Recolhi este despique em 1986 e soube então que foi trazido para o Sítio por uma mulher que trabalhou no Funchal, no Hospício, onde terá aprendido muitas cantigas com as freiras.
Primeiro, o depique terá sido ensaiado de propósito para ser cantado no bazar, durante as festas mais conhecidas da freguesia, como forma de atrair público. Era cantado por duas crianças, um rapaz e uma rapariga, vestidos de vilões. As pessoas gostaram, a música ficou no ouvido, e o despique passou a ser cantado em muitas outras ocasiões, sobrevivendo na memória até aos dias de hoje.
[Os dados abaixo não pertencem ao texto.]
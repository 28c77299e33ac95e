pub mod block;
pub mod error;
pub mod hash;
pub mod miner;
pub mod model;
pub mod verify;

pub use block::{Block, BlockHeader, Payload};
pub use error::{ChainError, ErrorKind, LedgerError, MiningError};
pub use hash::Hash256;
pub use miner::CancelFlag;
pub use model::Blockchain;

/// Header version of the chain anchor: single SHA-256 over the legacy block
/// info followed by the payload.
pub const HEADER_VERSION_LEGACY: u32 = 0;

/// Header version of every mined block: double SHA-256 over the full header.
pub const HEADER_VERSION: u32 = 1;

/// Canonical genesis block, shared by every compatible chain.
pub const GENESIS_TIMESTAMP: u64 = 1_537_578_000;
pub const GENESIS_DATA: &[u8; 16] = b"Holberton School";
pub const GENESIS_DIFFICULTY: u32 = 0;
#[cfg(test)]
pub const GENESIS_HASH: [u8; 32] = [
    0xc5, 0x2c, 0x26, 0xc8, 0xb5, 0x46, 0x16, 0x39, 0x63, 0x5d, 0x8e, 0xdf, 0x2a, 0x97, 0xd4, 0x8d,
    0x0c, 0x8e, 0x00, 0x09, 0xc8, 0x17, 0xf2, 0xb1, 0xd3, 0xd7, 0xff, 0x2f, 0x04, 0x51, 0x58, 0x03,
];

/// Default Proof-of-Work difficulty (leading zero bytes = difficulty / 2).
pub const DEFAULT_DIFFICULTY: u32 = 4;

/// Difficulty ceiling accepted from config and the API (dev friendly).
pub const DIFF_MAX: u32 = 6;

/// Default nonce budget for one search.
pub const MAX_ATTEMPTS: u64 = 100_000_000;

/// Coinbase amount paid to the miner of a transaction block.
pub const BASE_REWARD: f64 = 50.0;

/// How many recent intervals `/stats/` averages over.
pub const STATS_WINDOW: usize = 10;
quarta-feira, março 05, 2008

Um ar encanado

"- Está aqui um ar encanado!" Era verdade. Estava um ar encanado, graças a uma porta aberta quase em frente de uma janela também aberta.
Detestei o ar encanado, não o consigo suportar, mas gostei de ouvir esta antiga forma de falar sobre uma corrente de ar.
Era assim que se dizia antes, no tempo em que as pessoas tinham respeito ao ar encanado e o evitavam porque sabiam o quanto podia ser prejudicial. Os mais velhos alertavam: Cuidado com o ar encanado. Fecha a porta. Agasalha-te. Foge desse ar encanado.
Ar encanado porque parece que o ar vai dentro de um cano, todo numa mesma direcção, numa corrente, encaminhado para a outra abertura. Há expressões bem mais difíceis de explicar.
Nos últimos dias tive de me sujeitar a ares encanados por mais do que uma vez. Talvez seja por isso que hoje não me sinto muito bem, sinto um frio estranho.

domingo, março 02, 2008

Já tenho as marcas, falta o travesseiro

"- Já tenho as marcas. Só falta o travesseiro." Usei a antiga expressão e, inevitavelmente, desfiz-me em riso. Sempre achei muito engraçada esta metáfora feita de travesseiros e de marcas, caídos quase totalmente em desuso. Hoje em dia não tenho travesseiro, apenas almofadas, tal como penso que acontece com a maioria das pessoas. Mas a expressão continua a ter o significado primordial de algo pequeno que já temos, faltando ainda a parte principal, a parte verdadeiramente importante e mais difícil de conseguir. Apenas essa parte, aqui é que está a piada. Usei a velha metáfora e desfiz-me em riso porque, ainda por cima, as minhas marcas eram um sofá de que gosto muito e o travesseiro uma casa de verdade com o jardim de verdade com que sempre sonhei. Falávamos na possibilidade de comprar um sofá maior para a sala, bem que era bom. Mas nesse caso seria necesário desfazer-me do actual sofá, que é mais uma cadeira grande, de que tanto gosto, e eu exclamei: "- Mas este sofá é para a minha casa com um jardim e uma árvore grande ao lado, para o escritório ou talvez para uma salinha pequena..." Pois é. Já tenho as marcas, só falta o travesseiro. Não sei como terá surgido a expressão, acho que a minha mãe já me contou a história, num dia em que de certeza estava de pachorra e não se importou com as minhas perguntas sobre tudo e mais alguma coisa. Imagino uma qualquer rapariga do sítio falando sobre o dote, que obrigatoriamente icluia jogos de lençois de linho, cuja pano fora comprado aos adelos e corado num corador de ervas limpinhas e depois mandado fazer à costureira e bordado a preceito pela própria rapariga ou por uma bordadeira com fama de fazer o trabalho bem feito. Imagino e sorrio e tenho saudades da palavra travesseiro e da palavra marcas, hoje em transformadas em botões, coitadas. Já tenho as marcas, só falta o travesseiro.